In the last post I started a student memoir from a Rockhurst English class taught by Dr. Martin. Here is part two of the memoir (see March 11th post for beginning). Enjoy.

. . . My first impulse was to get the dreaded class out of the way. I knew I would hate it to the end, and the only chance I saw for getting a good grade was selling my soul to the devil. Such a Faustian outlook managed to convince the more rational part of myself that math was too torturous for my first semester, and so that fall of my freshman year was delightfully math-free. College had a strange effect on me. I found I relished the stress, the difficulty—the blur of papers and exams and procrastinated assignments. Having been homeschooled throughout grade school and high school, I had never really felt the pressure to achieve good grades. To do well, certainly, but not for a grade. As the weeks dragged by and I immersed myself in history, psychology, composition, and philosophy, my aspirations began a series of quantum leaps. When I was much younger, before I’d realized what I figured then to be the unfortunate union of math and science, I had wanted to be a doctor. Perhaps my sudden proximity to others who were actually pursuing this ambition reawakened this dormant notion. All at once it seemed possible. Even so, the two semesters of math required by most medical schools made me anxious.

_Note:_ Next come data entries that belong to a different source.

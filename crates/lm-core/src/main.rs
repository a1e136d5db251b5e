//! Component Lifecycle Core - install, upgrade, and uninstall with rollback
//!
//! The main entry point for lm-core, handling:
//! - Lifecycle runs (install / upgrade / uninstall)
//! - Installed-state and backup inspection
//! - Artifact resolution previews
//! - Precondition checks and configuration display

use clap::{Args, Parser, Subcommand};
use lm_common::{format_error_human, Error, Mode, OperationContext, OperationResult, OsKey, OutputFormat, Secret};
use lm_config::{load_config, ConfigError, ResolvedConfig};
use lm_core::artifact::ArtifactResolver;
use lm_core::exit_codes::ExitCode;
use lm_core::host::SystemHost;
use lm_core::logging::{generate_run_id, init_logging, LogConfig, LogFormat, LogLevel};
use lm_core::platform::resolve_os_key;
use lm_core::recovery::BackupManager;
use lm_core::Orchestrator;
use std::io::IsTerminal;
use std::path::PathBuf;

/// Environment variables checked, in order, for the installer password.
const SECRET_ENV_VARS: [&str; 2] = ["LM_INSTALLER_PASSWORD", "SP_BA_SERVER_PASSWORD"];

/// Component Lifecycle Core - install, upgrade, and uninstall with rollback
#[derive(Parser)]
#[command(name = "lm-core")]
#[command(author, version, about, long_about = None)]
#[command(propagate_version = true)]
struct Cli {
    #[command(subcommand)]
    command: Commands,

    #[command(flatten)]
    global: GlobalOpts,
}

/// Global options available to all commands
#[derive(Args, Debug)]
struct GlobalOpts {
    /// Config file (overrides LM_CONFIG and the standard locations)
    #[arg(long, global = true)]
    config: Option<PathBuf>,

    /// Output format
    #[arg(long, short = 'f', global = true, default_value = "human")]
    format: OutputFormat,

    /// Increase verbosity (-v, -vv)
    #[arg(short, long, global = true, action = clap::ArgAction::Count)]
    verbose: u8,

    /// Decrease verbosity (quiet mode)
    #[arg(short, long, global = true)]
    quiet: bool,

    /// Append logs to this file instead of stderr
    #[arg(long, global = true)]
    log_file: Option<PathBuf>,

    /// Log format
    #[arg(long, global = true)]
    log_format: Option<LogFormat>,

    /// Simulate without changing the host
    #[arg(long, global = true)]
    dry_run: bool,
}

#[derive(Subcommand)]
enum Commands {
    /// Install, upgrade, or uninstall a component
    #[command(disable_version_flag = true)]
    Run(RunArgs),

    /// Show installed state, version marker, and kept backup sets
    Status(ComponentArgs),

    /// Preview which installer artifact would be chosen
    #[command(disable_version_flag = true)]
    Resolve(ResolveArgs),

    /// Run precondition checks without acting on them
    Check(ComponentArgs),

    /// Configuration management
    Config(ConfigArgs),
}

// ============================================================================
// Command argument structs
// ============================================================================

#[derive(Args, Debug)]
struct RunArgs {
    /// Lifecycle operation
    #[arg(long, value_enum)]
    mode: Mode,

    /// Component id from the catalog (e.g. server, client)
    #[arg(long)]
    component: String,

    /// Desired version; newest available when omitted
    #[arg(long = "version")]
    desired_version: Option<String>,

    /// Directory holding installer artifacts
    #[arg(long, default_value = ".")]
    artifacts_dir: PathBuf,

    /// Install directory; platform default when omitted
    #[arg(long)]
    install_dir: Option<PathBuf>,

    /// Installer password (LM_INSTALLER_PASSWORD and SP_BA_SERVER_PASSWORD are checked first)
    #[arg(long)]
    installer_password: Option<String>,
}

#[derive(Args, Debug)]
struct ComponentArgs {
    /// Component id from the catalog
    #[arg(long)]
    component: String,

    /// Install directory; platform default when omitted
    #[arg(long)]
    install_dir: Option<PathBuf>,

    /// Directory holding installer artifacts
    #[arg(long, default_value = ".")]
    artifacts_dir: PathBuf,

    /// Installer password, for the secret check
    #[arg(long)]
    installer_password: Option<String>,
}

#[derive(Args, Debug)]
struct ResolveArgs {
    /// Directory holding installer artifacts
    #[arg(long)]
    artifacts_dir: PathBuf,

    /// Exact version to look for; newest when omitted
    #[arg(long = "version")]
    desired_version: Option<String>,

    /// Platform key to resolve for; this host's when omitted
    #[arg(long)]
    os_key: Option<OsKey>,
}

#[derive(Args, Debug)]
struct ConfigArgs {
    #[command(subcommand)]
    command: ConfigCommands,
}

#[derive(Subcommand, Debug)]
enum ConfigCommands {
    /// Print the resolved configuration
    Show,
}

fn main() {
    let cli = Cli::parse();

    let cli_level = if cli.global.quiet {
        Some(LogLevel::Error)
    } else {
        match cli.global.verbose {
            0 => None,
            1 => Some(LogLevel::Debug),
            _ => Some(LogLevel::Trace),
        }
    };
    let log_config =
        LogConfig::from_env(cli_level, cli.global.log_format).with_file(cli.global.log_file.clone());
    if let Err(e) = init_logging(&log_config) {
        eprintln!("lm-core: cannot open log file: {}", e);
        std::process::exit(ExitCode::IoError.as_i32());
    }

    let exit_code = match load_config(cli.global.config.as_deref()) {
        Err(e) => output_config_error(&cli.global, &e),
        Ok(resolved) => {
            tracing::debug!(
                target: lm_core::logging::event_names::CONFIG_LOADED,
                source = %resolved.source,
                path = ?resolved.path,
                "configuration loaded"
            );
            match &cli.command {
                Commands::Run(args) => run_lifecycle(&cli.global, &resolved, args),
                Commands::Status(args) => run_status(&cli.global, &resolved, args),
                Commands::Resolve(args) => run_resolve(&cli.global, &resolved, args),
                Commands::Check(args) => run_check(&cli.global, &resolved, args),
                Commands::Config(args) => match args.command {
                    ConfigCommands::Show => run_config_show(&cli.global, &resolved),
                },
            }
        }
    };

    std::process::exit(exit_code.as_i32());
}

// ============================================================================
// Command implementations
// ============================================================================

fn run_lifecycle(global: &GlobalOpts, resolved: &ResolvedConfig, args: &RunArgs) -> ExitCode {
    let ctx = OperationContext::new(args.mode, &args.component)
        .with_run_id(generate_run_id())
        .with_artifacts_dir(&args.artifacts_dir)
        .with_install_dir(args.install_dir.clone().unwrap_or_default())
        .with_secret(resolve_secret(args.installer_password.as_deref(), |name| {
            std::env::var(name).ok()
        }))
        .with_dry_run(global.dry_run);
    let ctx = match args.desired_version.as_deref().filter(|v| !v.trim().is_empty()) {
        Some(v) => ctx.with_desired_version(v),
        None => ctx,
    };

    let host = SystemHost::new();
    let result = Orchestrator::new(&host, &resolved.config).run(&ctx);
    print_result(global, &result);
    ExitCode::for_result(&result)
}

fn run_status(global: &GlobalOpts, resolved: &ResolvedConfig, args: &ComponentArgs) -> ExitCode {
    let host = SystemHost::new();
    let ctx = component_context(Mode::Install, args, global);
    let (detection, marker) = match Orchestrator::new(&host, &resolved.config).status(&ctx) {
        Ok(state) => state,
        Err(e) => return output_error(global, &e),
    };
    let backups = BackupManager::new(&host, resolved.config.backup_root()).list(&args.component);

    match global.format {
        OutputFormat::Json => {
            let manifests: Vec<_> = backups
                .iter()
                .map(|b| {
                    serde_json::json!({
                        "path": b.root,
                        "manifest": b.manifest,
                    })
                })
                .collect();
            print_json(&serde_json::json!({
                "component": args.component,
                "installed": detection.status,
                "version": detection.version,
                "packages": detection.installed_packages,
                "marker": marker,
                "message": detection.message,
                "backups": manifests,
            }));
        }
        OutputFormat::Human => {
            println!("{}: {}", args.component, detection.message);
            for (package, version) in &detection.installed_packages {
                println!("  {:<24} {}", package, version);
            }
            println!("  version marker: {}", marker.as_deref().unwrap_or("none"));
            if backups.is_empty() {
                println!("  backup sets: none");
            }
            for set in &backups {
                println!(
                    "  backup set {} (previous version {}, {} package archive(s))",
                    set.root.display(),
                    set.manifest.previous_version.as_deref().unwrap_or("unknown"),
                    set.manifest.packages.len()
                );
            }
        }
    }
    ExitCode::Success
}

fn run_resolve(global: &GlobalOpts, resolved: &ResolvedConfig, args: &ResolveArgs) -> ExitCode {
    let host = SystemHost::new();
    let os_key = args
        .os_key
        .clone()
        .unwrap_or_else(|| resolve_os_key(&host).1);
    let resolver = ArtifactResolver::new(&host).case_insensitive(resolved.config.artifacts.case_insensitive);

    match resolver.find_best(&os_key, &args.artifacts_dir, args.desired_version.as_deref()) {
        Ok(resolution) => {
            match global.format {
                OutputFormat::Json => print_json(&resolution),
                OutputFormat::Human => {
                    println!(
                        "{} (version {}, {:?})",
                        resolution.artifact.path.display(),
                        resolution.artifact.version_label,
                        resolution.selection
                    );
                    for alternate in &resolution.alternates {
                        println!("  also matched: {}", alternate.display());
                    }
                }
            }
            ExitCode::Success
        }
        Err(e) => output_error(global, &Error::from(e)),
    }
}

fn run_check(global: &GlobalOpts, resolved: &ResolvedConfig, args: &ComponentArgs) -> ExitCode {
    let host = SystemHost::new();
    let ctx = component_context(Mode::Install, args, global);
    let report = match Orchestrator::new(&host, &resolved.config).preflight(&ctx) {
        Ok(report) => report,
        Err(e) => return output_error(global, &e),
    };

    match global.format {
        OutputFormat::Json => print_json(&report),
        OutputFormat::Human => {
            for check in &report.checks {
                let mark = if check.passed { "ok  " } else { "FAIL" };
                println!("[{}] {:<14} {}", mark, check.name, check.detail);
            }
        }
    }
    if report.passed() {
        ExitCode::Success
    } else {
        ExitCode::PreconditionFailed
    }
}

fn run_config_show(global: &GlobalOpts, resolved: &ResolvedConfig) -> ExitCode {
    let source = match &resolved.path {
        Some(path) => format!("{} ({})", resolved.source, path.display()),
        None => resolved.source.to_string(),
    };
    match global.format {
        OutputFormat::Json => print_json(&serde_json::json!({
            "source": source,
            "config": resolved.config,
        })),
        OutputFormat::Human => {
            println!("# source: {}", source);
            print_json(&resolved.config);
        }
    }
    ExitCode::Success
}

// ============================================================================
// Helpers
// ============================================================================

/// Installer password from the environment first, then the flag. Empty
/// values count as unset.
fn resolve_secret<F>(flag: Option<&str>, env: F) -> Option<Secret>
where
    F: Fn(&str) -> Option<String>,
{
    SECRET_ENV_VARS
        .iter()
        .find_map(|name| env(name).filter(|v| !v.is_empty()))
        .or_else(|| flag.map(str::to_string))
        .map(Secret::new)
        .filter(|s| !s.is_empty())
}

fn component_context(mode: Mode, args: &ComponentArgs, global: &GlobalOpts) -> OperationContext {
    OperationContext::new(mode, &args.component)
        .with_run_id(generate_run_id())
        .with_artifacts_dir(&args.artifacts_dir)
        .with_install_dir(args.install_dir.clone().unwrap_or_default())
        .with_secret(resolve_secret(args.installer_password.as_deref(), |name| {
            std::env::var(name).ok()
        }))
        .with_dry_run(global.dry_run)
}

fn print_result(global: &GlobalOpts, result: &OperationResult) {
    match global.format {
        OutputFormat::Json => {
            print_json(result);
            // stdout carries the payload alone
            eprintln!("{}", result.status_line());
        }
        OutputFormat::Human => {
            if let Some(prev) = &result.previous_version {
                println!("  previous version: {}", prev);
            }
            if let Some(new) = &result.new_version {
                println!("  new version:      {}", new);
            }
            if !result.removed_packages.is_empty() {
                println!("  removed:          {}", result.removed_packages.join(", "));
            }
            if !result.failed_packages.is_empty() {
                println!("  failed:           {}", result.failed_packages.join(", "));
            }
            if let Some(report) = &result.rollback {
                println!("  rollback:         {} ({})", report.status, report.message);
                for step in report.packages.iter().filter(|s| !s.ok()) {
                    println!("    {} {} rc={} {}", step.action, step.package, step.rc, step.stderr);
                }
            }
            println!("{}", result.status_line());
        }
    }
}

fn print_json<T: serde::Serialize + ?Sized>(value: &T) {
    match serde_json::to_string_pretty(value) {
        Ok(text) => println!("{}", text),
        Err(e) => eprintln!("lm-core: cannot serialize output: {}", e),
    }
}

fn output_error(global: &GlobalOpts, err: &Error) -> ExitCode {
    match global.format {
        OutputFormat::Json => {
            let structured = lm_common::StructuredError::from(err);
            println!("{}", structured.to_json());
        }
        OutputFormat::Human => {
            eprintln!("{}", format_error_human(err, std::io::stderr().is_terminal()));
        }
    }
    ExitCode::for_error(err)
}

fn output_config_error(global: &GlobalOpts, error: &ConfigError) -> ExitCode {
    match global.format {
        OutputFormat::Json => print_json(&serde_json::json!({
            "error": {
                "code": error.code(),
                "message": error.to_string(),
            }
        })),
        OutputFormat::Human => eprintln!("lm-core: configuration error: {}", error),
    }
    ExitCode::ConfigError
}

“I want to be pre-med,” I confided to one of my professors. “But I’m afraid it’ll be too hard.”
He regarded me sympathetically, as if he’d glimpsed in my words the awful fear of failure that had so often paralyzed me in the past. “. . . the only thing I would be worried about is it being too easy.”
The words emboldened me. I was registered for Precalculus the next semester, and I decided I would get an A in that class. In the meantime I began a sort of mental conditioning program. Math couldn’t be as bad as I remembered. It was all perspective. I had learned to hate it, had learned to fear it, and if I could somehow teach myself to look at each equation and graph with a smile and an open mind, I could be good at math.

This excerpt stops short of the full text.